#### EXTRACTED ENTRIES

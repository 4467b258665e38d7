//! Shelf-Harvester main entry point
//!
//! This is the command-line interface for the Shelf-Harvester product harvester.

use anyhow::{anyhow, bail, Context};
use clap::{Parser, Subcommand};
use shelf_harvester::config::{load_config, CategoryEntry, Config};
use shelf_harvester::harvest::{
    harvest_categories, BrowserFetcher, DelayRange, DirectRun, Extractor, HarvestContext,
    HarvestSession, HarvestSettings, HttpProxyProbe,
};
use shelf_harvester::monitoring::{
    check_recent_activity, probe_url, run_health_check, AlertSink, LogAlerts, MetricsSink,
    PrometheusMetrics, WebhookAlerts,
};
use shelf_harvester::output::{
    load_statistics, print_recent, print_results, print_run_summary, print_statistics,
    write_backup, BACKUP_LIMIT, RECENT_LIMIT,
};
use shelf_harvester::queue::{Job, JobQueue, RedisQueue};
use shelf_harvester::storage::{open_storage, RecordStore};
use shelf_harvester::worker::{Worker, WorkerSettings};
use std::net::SocketAddr;
use std::path::{Path, PathBuf};
use std::sync::Arc;
use tokio_util::sync::CancellationToken;
use tracing_subscriber::EnvFilter;

/// Shelf-Harvester: a resilient product-listing harvester
///
/// Shelf-Harvester renders paginated search pages in a headless browser,
/// extracts product records through fallback selector chains, and stores
/// them in SQLite. Jobs can be run directly or spread over workers through
/// a Redis queue.
#[derive(Parser, Debug)]
#[command(name = "shelf-harvester")]
#[command(version = "1.0.0")]
#[command(about = "A resilient product-listing harvester", long_about = None)]
struct Cli {
    /// Path to TOML configuration file
    #[arg(value_name = "CONFIG")]
    config: PathBuf,

    /// Increase logging verbosity (-v, -vv, -vvv)
    #[arg(short, long, action = clap::ArgAction::Count, global = true)]
    verbose: u8,

    /// Suppress non-error output
    #[arg(short, long, conflicts_with = "verbose", global = true)]
    quiet: bool,

    #[command(subcommand)]
    command: Command,
}

#[derive(Subcommand, Debug)]
enum Command {
    /// Harvest configured categories directly, one after another
    Harvest {
        /// Only harvest the category with this name
        #[arg(long)]
        category: Option<String>,

        /// Pages to harvest per category
        #[arg(long, default_value_t = 3)]
        pages: u32,

        /// Route fetches through the configured proxies
        #[arg(long)]
        proxy: bool,
    },

    /// Add jobs to the queue (every configured category unless --url is given)
    Enqueue {
        /// Target URL of a single job
        #[arg(long, requires = "category")]
        url: Option<String>,

        /// Category of the single job
        #[arg(long, requires = "url")]
        category: Option<String>,

        /// Pages to harvest per job
        #[arg(long, default_value_t = 3)]
        pages: u32,

        /// Route the job's fetches through proxies
        #[arg(long)]
        proxy: bool,

        /// Clear the queue before adding jobs
        #[arg(long)]
        clear: bool,
    },

    /// Show the number of waiting jobs
    QueueSize,

    /// Drop every waiting job
    ClearQueue,

    /// Show the most recent published job results
    Results {
        /// Number of results to show
        #[arg(long, default_value_t = 10)]
        limit: usize,
    },

    /// Process jobs from the queue until interrupted
    Work {
        /// Number of concurrent workers (overrides the config)
        #[arg(long)]
        workers: Option<u32>,
    },

    /// Check storage and fetching, and alert on missing recent activity
    Health,

    /// Print statistics and write the backup file
    Export,

    /// Validate the config and show what would be harvested
    Check,
}

#[tokio::main]
async fn main() -> anyhow::Result<()> {
    let cli = Cli::parse();

    // Setup logging based on verbosity
    setup_logging(cli.verbose, cli.quiet);

    // Load and validate configuration
    tracing::info!("Loading configuration from: {}", cli.config.display());
    let config = match load_config(&cli.config) {
        Ok(cfg) => {
            tracing::info!("Configuration loaded successfully");
            cfg
        }
        Err(e) => {
            tracing::error!("Failed to load configuration: {}", e);
            return Err(e.into());
        }
    };

    match cli.command {
        Command::Harvest {
            category,
            pages,
            proxy,
        } => handle_harvest(&config, category.as_deref(), pages, proxy).await,
        Command::Enqueue {
            url,
            category,
            pages,
            proxy,
            clear,
        } => handle_enqueue(&config, url.zip(category), pages, proxy, clear).await,
        Command::QueueSize => {
            let queue = RedisQueue::from_config(&config.queue)?;
            println!("Queue size: {}", queue.size().await?);
            Ok(())
        }
        Command::ClearQueue => {
            let queue = RedisQueue::from_config(&config.queue)?;
            queue.clear().await?;
            println!("Queue cleared");
            Ok(())
        }
        Command::Results { limit } => {
            let queue = RedisQueue::from_config(&config.queue)?;
            print_results(&queue.recent_results(limit).await?);
            Ok(())
        }
        Command::Work { workers } => handle_work(&config, workers).await,
        Command::Health => handle_health(&config).await,
        Command::Export => handle_export(&config),
        Command::Check => handle_check(&config),
    }
}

########

Copy every line above exactly.

▸ ANSWER AREA
repository 4467b258665e38d7
//! Shelf-Harvester main entry point
//!
//! This is the command-line interface for the Shelf-Harvester product harvester.

use anyhow::{anyhow, bail, Context};
use clap::{Parser, Subcommand};
use shelf_harvester::config::{load_config, CategoryEntry, Config};
use shelf_harvester::harvest::{
    harvest_categories, BrowserFetcher, DelayRange, DirectRun, Extractor, HarvestContext,
    HarvestSession, HarvestSettings, HttpProxyProbe,
};
use shelf_harvester::monitoring::{
    check_recent_activity, probe_url, run_health_check, AlertSink, LogAlerts, MetricsSink,
    PrometheusMetrics, WebhookAlerts,
};
use shelf_harvester::output::{
    load_statistics, print_recent, print_results, print_run_summary, print_statistics,
    write_backup, BACKUP_LIMIT, RECENT_LIMIT,
};
use shelf_harvester::queue::{Job, JobQueue, RedisQueue};
use shelf_harvester::storage::{open_storage, RecordStore};
use shelf_harvester::worker::{Worker, WorkerSettings};
use std::net::SocketAddr;
use std::path::{Path, PathBuf};
use std::sync::Arc;
use tokio_util::sync::CancellationToken;
use tracing_subscriber::EnvFilter;

/// Shelf-Harvester: a resilient product-listing harvester
///
/// Shelf-Harvester renders paginated search pages in a headless browser,
/// extracts product records through fallback selector chains, and stores
/// them in SQLite. Jobs can be run directly or spread over workers through
/// a Redis queue.
#[derive(Parser, Debug)]
#[command(name = "shelf-harvester")]
#[command(version = "1.0.0")]
#[command(about = "A resilient product-listing harvester", long_about = None)]
struct Cli {
    /// Path to TOML configuration file
    #[arg(value_name = "CONFIG")]
    config: PathBuf,

    /// Increase logging verbosity (-v, -vv, -vvv)
    #[arg(short, long, action = clap::ArgAction::Count, global = true)]
    verbose: u8,

    /// Suppress non-error output
    #[arg(short, long, conflicts_with = "verbose", global = true)]
    quiet: bool,

    #[command(subcommand)]
    command: Command,
}

#[derive(Subcommand, Debug)]
enum Command {
    /// Harvest configured categories directly, one after another
    Harvest {
        /// Only harvest the category with this name
        #[arg(long)]
        category: Option<String>,

        /// Pages to harvest per category
        #[arg(long, default_value_t = 3)]
        pages: u32,

        /// Route fetches through the configured proxies
        #[arg(long)]
        proxy: bool,
    },

    /// Add jobs to the queue (every configured category unless --url is given)
    Enqueue {
        /// Target URL of a single job
        #[arg(long, requires = "category")]
        url: Option<String>,

        /// Category of the single job
        #[arg(long, requires = "url")]
        category: Option<String>,

        /// Pages to harvest per job
        #[arg(long, default_value_t = 3)]
        pages: u32,

        /// Route the job's fetches through proxies
        #[arg(long)]
        proxy: bool,

        /// Clear the queue before adding jobs
        #[arg(long)]
        clear: bool,
    },

    /// Show the number of waiting jobs
    QueueSize,

    /// Drop every waiting job
    ClearQueue,

    /// Show the most recent published job results
    Results {
        /// Number of results to show
        #[arg(long, default_value_t = 10)]
        limit: usize,
    },

    /// Process jobs from the queue until interrupted
    Work {
        /// Number of concurrent workers (overrides the config)
        #[arg(long)]
        workers: Option<u32>,
    },

    /// Check storage and fetching, and alert on missing recent activity
    Health,

    /// Print statistics and write the backup file
    Export,

    /// Validate the config and show what would be harvested
    Check,
}

#[tokio::main]
async fn main() -> anyhow::Result<()> {
    let cli = Cli::parse();

    // Setup logging based on verbosity
    setup_logging(cli.verbose, cli.quiet);

    // Load and validate configuration
    tracing::info!("Loading configuration from: {}", cli.config.display());
    let config = match load_config(&cli.config) {
        Ok(cfg) => {
            tracing::info!("Configuration loaded successfully");
            cfg
        }
        Err(e) => {
            tracing::error!("Failed to load configuration: {}", e);
            return Err(e.into());
        }
    };

    match cli.command {
        Command::Harvest {
            category,
            pages,
            proxy,
        } => handle_harvest(&config, category.as_deref(), pages, proxy).await,
        Command::Enqueue {
            url,
            category,
            pages,
            proxy,
            clear,
        } => handle_enqueue(&config, url.zip(category), pages, proxy, clear).await,
        Command::QueueSize => {
            let queue = RedisQueue::from_config(&config.queue)?;
            println!("Queue size: {}", queue.size().await?);
            Ok(())
        }
        Command::ClearQueue => {
            let queue = RedisQueue::from_config(&config.queue)?;
            queue.clear().await?;
            println!("Queue cleared");
            Ok(())
        }
        Command::Results { limit } => {
            let queue = RedisQueue::from_config(&config.queue)?;
            print_results(&queue.recent_results(limit).await?);
            Ok(())
        }
        Command::Work { workers } => handle_work(&config, workers).await,
        Command::Health => handle_health(&config).await,
        Command::Export => handle_export(&config),
        Command::Check => handle_check(&config),
    }
}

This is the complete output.